→ **DIRECTIONS FOR THIS TASK**: Consider the records below. How many of their lines include the word "Result"? State the number and nothing else.

→ **EXERCISE INPUT**:

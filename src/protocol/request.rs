//! Outbound subscribe request envelope.
//!
//! Every subscribe and resubscribe is a single JSON-RPC 2.0 text frame.
//! The `params` array is opaque to the pool and forwarded verbatim.

// ============================================================================
// Imports
// ============================================================================

use serde::Serialize;
use serde_json::Value;

use crate::error::Result;
use crate::identifiers::SubscriptionId;
use crate::subscription::SubscriptionRecord;

// ============================================================================
// Constants
// ============================================================================

/// JSON-RPC protocol version sent on every request.
pub const JSONRPC_VERSION: &str = "2.0";

// ============================================================================
// SubscribeRequest
// ============================================================================

/// A subscribe request from the pool to the endpoint.
///
/// # Format
///
/// ```json
/// {
///   "jsonrpc": "2.0",
///   "id": 7,
///   "method": "logsSubscribe",
///   "params": [ ... ]
/// }
/// ```
#[derive(Debug, Clone, Serialize)]
pub struct SubscribeRequest<'a> {
    /// Always [`JSONRPC_VERSION`].
    pub jsonrpc: &'static str,

    /// Request identifier, echoed by the endpoint in its acknowledgement.
    pub id: SubscriptionId,

    /// Subscription method name.
    pub method: &'a str,

    /// Method parameters.
    pub params: &'a [Value],
}

impl<'a> SubscribeRequest<'a> {
    /// Creates a request envelope.
    #[inline]
    #[must_use]
    pub fn new(id: SubscriptionId, method: &'a str, params: &'a [Value]) -> Self {
        Self {
            jsonrpc: JSONRPC_VERSION,
            id,
            method,
            params,
        }
    }

    /// Creates the replay envelope for a tracked subscription.
    ///
    /// The record's identifier, method and params are reused unchanged.
    #[inline]
    #[must_use]
    pub fn from_record(record: &'a SubscriptionRecord) -> Self {
        Self::new(record.id, &record.method, &record.params)
    }

    /// Serializes the envelope into a text frame.
    ///
    /// # Errors
    ///
    /// Returns [`Error::Json`](crate::Error::Json) if a param fails to serialize.
    pub fn to_frame(&self) -> Result<String> {
        Ok(serde_json::to_string(self)?)
    }
}

// ============================================================================
// Tests
// ============================================================================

→ **THE COMPLETED TASK**: 2